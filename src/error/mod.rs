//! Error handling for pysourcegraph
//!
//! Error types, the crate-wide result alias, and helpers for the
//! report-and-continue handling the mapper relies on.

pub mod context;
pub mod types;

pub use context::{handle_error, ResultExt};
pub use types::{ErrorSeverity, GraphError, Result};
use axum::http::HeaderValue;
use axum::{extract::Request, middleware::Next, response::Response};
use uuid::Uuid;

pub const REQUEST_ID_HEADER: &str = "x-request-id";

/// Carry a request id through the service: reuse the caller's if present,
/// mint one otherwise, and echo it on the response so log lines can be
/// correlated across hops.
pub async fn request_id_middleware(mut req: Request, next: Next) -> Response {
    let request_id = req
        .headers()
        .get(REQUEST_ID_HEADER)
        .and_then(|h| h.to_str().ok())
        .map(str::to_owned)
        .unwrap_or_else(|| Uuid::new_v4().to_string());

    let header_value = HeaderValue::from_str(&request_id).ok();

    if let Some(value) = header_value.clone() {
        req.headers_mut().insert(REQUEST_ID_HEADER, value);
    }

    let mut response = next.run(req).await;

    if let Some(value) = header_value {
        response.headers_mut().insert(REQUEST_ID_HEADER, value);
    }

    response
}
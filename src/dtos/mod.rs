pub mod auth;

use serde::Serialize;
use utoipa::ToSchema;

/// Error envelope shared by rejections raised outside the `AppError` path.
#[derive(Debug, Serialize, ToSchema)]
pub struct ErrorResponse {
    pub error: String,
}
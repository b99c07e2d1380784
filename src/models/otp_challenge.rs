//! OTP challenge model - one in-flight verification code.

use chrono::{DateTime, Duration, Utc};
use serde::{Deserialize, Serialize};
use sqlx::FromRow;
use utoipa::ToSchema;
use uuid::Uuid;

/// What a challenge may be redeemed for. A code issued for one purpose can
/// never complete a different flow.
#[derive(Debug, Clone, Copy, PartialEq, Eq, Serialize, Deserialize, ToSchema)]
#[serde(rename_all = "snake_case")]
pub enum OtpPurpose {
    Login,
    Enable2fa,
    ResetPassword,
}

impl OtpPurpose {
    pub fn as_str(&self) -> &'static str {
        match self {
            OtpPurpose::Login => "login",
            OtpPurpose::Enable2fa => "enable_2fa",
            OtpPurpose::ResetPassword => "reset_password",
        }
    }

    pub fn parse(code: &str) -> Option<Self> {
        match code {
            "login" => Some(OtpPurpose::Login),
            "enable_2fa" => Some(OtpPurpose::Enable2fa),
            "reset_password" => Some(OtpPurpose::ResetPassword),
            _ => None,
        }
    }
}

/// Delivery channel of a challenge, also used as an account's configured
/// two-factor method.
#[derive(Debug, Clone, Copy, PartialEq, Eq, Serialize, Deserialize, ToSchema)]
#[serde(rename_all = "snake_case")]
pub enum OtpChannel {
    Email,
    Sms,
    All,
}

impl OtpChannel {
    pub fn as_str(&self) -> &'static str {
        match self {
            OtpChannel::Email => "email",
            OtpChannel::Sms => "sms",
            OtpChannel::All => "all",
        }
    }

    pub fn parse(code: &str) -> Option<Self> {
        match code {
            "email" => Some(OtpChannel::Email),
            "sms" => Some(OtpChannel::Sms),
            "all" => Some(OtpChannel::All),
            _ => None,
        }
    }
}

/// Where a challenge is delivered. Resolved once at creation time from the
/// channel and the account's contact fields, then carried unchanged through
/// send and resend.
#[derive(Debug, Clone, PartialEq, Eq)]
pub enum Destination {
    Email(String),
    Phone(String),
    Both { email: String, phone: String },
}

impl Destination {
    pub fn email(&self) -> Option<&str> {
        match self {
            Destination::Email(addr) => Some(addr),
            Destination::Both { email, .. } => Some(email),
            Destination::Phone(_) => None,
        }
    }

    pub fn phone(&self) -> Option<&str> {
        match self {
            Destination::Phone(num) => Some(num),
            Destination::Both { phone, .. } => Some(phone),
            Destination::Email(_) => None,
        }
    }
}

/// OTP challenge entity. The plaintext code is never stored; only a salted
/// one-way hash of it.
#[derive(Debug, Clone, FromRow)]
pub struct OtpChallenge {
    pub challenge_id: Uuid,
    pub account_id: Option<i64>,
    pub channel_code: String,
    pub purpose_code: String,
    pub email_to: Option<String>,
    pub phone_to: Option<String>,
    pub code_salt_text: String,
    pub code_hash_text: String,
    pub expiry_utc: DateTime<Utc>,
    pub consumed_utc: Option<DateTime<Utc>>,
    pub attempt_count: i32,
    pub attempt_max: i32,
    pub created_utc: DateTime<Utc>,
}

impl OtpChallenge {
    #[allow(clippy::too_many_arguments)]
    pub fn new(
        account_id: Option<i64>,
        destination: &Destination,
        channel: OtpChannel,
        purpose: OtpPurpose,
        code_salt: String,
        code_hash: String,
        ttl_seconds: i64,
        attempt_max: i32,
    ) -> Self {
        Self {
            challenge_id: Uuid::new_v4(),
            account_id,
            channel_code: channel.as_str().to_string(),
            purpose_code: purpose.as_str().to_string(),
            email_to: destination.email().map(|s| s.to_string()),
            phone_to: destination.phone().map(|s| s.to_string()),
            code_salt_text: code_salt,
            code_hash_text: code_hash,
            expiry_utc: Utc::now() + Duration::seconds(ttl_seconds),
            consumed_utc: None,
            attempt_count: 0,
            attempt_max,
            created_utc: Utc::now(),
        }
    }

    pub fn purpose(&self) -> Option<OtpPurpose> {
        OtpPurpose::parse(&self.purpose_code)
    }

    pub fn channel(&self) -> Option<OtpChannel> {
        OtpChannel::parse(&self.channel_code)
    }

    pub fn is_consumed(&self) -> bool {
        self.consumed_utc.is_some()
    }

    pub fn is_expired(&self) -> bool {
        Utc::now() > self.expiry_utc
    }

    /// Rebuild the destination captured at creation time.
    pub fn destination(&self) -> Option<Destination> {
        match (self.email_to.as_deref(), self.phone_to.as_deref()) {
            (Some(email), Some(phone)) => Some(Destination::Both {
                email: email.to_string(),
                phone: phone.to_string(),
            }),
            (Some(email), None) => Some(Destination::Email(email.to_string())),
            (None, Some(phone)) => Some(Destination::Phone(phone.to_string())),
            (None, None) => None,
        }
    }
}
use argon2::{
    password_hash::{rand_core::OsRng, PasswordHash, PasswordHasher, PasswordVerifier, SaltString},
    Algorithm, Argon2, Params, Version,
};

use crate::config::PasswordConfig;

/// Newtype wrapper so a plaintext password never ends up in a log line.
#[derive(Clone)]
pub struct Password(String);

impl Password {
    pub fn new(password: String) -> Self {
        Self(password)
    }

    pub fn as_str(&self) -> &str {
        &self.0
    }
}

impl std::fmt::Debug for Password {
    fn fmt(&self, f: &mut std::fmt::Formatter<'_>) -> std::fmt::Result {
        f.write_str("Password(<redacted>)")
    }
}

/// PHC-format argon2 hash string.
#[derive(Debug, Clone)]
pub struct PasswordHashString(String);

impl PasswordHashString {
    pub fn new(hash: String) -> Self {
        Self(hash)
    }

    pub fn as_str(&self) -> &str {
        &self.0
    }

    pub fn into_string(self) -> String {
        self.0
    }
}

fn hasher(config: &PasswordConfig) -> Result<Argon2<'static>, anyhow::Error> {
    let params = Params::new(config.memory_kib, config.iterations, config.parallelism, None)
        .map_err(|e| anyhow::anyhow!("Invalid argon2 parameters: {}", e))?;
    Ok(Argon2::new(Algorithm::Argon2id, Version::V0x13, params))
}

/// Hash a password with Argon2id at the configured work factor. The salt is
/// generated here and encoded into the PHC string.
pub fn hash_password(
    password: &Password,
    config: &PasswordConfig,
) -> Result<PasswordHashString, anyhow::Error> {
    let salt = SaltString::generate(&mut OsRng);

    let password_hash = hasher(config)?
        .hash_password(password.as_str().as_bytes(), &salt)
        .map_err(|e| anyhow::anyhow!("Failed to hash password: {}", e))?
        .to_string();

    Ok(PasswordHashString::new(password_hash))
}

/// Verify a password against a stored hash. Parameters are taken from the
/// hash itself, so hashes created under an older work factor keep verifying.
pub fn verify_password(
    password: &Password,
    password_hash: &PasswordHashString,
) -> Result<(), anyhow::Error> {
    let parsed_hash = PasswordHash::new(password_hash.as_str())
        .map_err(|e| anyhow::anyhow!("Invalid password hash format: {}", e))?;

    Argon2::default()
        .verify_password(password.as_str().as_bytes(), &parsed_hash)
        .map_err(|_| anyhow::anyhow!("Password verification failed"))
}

...

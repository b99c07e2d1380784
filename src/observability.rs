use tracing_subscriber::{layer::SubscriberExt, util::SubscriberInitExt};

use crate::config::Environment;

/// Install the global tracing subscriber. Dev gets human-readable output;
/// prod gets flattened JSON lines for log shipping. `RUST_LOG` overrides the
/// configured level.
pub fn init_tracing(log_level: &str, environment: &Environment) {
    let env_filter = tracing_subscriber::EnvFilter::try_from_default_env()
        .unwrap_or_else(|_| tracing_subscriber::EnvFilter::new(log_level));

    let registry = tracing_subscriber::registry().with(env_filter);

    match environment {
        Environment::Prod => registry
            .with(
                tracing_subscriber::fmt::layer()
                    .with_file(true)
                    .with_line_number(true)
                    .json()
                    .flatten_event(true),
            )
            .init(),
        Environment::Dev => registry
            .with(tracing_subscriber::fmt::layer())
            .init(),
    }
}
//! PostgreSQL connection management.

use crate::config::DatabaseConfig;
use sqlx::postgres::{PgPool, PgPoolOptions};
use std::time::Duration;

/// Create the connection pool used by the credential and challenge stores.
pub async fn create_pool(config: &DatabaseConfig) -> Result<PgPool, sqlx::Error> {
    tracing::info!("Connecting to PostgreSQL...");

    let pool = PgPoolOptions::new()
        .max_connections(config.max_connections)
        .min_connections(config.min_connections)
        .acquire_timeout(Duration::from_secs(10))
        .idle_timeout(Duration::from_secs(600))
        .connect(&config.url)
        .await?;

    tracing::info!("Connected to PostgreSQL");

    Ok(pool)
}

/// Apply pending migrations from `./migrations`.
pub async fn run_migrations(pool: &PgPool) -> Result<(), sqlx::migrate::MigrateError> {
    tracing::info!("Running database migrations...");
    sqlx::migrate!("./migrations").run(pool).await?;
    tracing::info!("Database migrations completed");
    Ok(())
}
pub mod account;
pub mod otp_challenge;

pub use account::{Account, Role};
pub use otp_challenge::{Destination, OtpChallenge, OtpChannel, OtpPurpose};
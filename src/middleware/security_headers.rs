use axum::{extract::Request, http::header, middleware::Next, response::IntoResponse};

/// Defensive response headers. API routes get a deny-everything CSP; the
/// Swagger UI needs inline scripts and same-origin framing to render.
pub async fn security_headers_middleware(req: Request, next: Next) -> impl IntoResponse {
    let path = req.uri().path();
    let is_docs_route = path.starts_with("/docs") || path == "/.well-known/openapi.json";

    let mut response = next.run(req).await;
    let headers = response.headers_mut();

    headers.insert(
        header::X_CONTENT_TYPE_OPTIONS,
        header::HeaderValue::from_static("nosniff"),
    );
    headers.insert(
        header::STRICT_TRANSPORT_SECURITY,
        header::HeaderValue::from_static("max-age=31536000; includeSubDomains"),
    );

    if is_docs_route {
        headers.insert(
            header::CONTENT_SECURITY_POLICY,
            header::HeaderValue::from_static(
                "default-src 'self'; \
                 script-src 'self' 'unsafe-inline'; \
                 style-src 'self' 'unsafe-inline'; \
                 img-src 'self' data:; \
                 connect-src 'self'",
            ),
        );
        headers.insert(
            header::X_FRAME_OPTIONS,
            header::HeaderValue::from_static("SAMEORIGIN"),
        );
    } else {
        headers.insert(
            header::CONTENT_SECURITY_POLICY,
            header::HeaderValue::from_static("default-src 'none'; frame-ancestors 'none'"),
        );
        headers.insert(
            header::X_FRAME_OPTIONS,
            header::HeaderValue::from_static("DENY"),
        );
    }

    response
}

Exercise
Going back over the entries above, copy word for word every line from the one that has "filename src/error/mod.rs" on through the one that has "lines can be".

Exercise output
filename src/error/mod.rs
//! Error handling for pysourcegraph
//!
//! Error types, the crate-wide result alias, and helpers for the
//! report-and-continue handling the mapper relies on.

pub mod context;
pub mod types;

pub use context::{handle_error, ResultExt};
pub use types::{ErrorSeverity, GraphError, Result};
use axum::http::HeaderValue;
use axum::{extract::Request, middleware::Next, response::Response};
use uuid::Uuid;

pub const REQUEST_ID_HEADER: &str = "x-request-id";

/// Carry a request id through the service: reuse the caller's if present,
/// mint one otherwise, and echo it on the response so log lines can be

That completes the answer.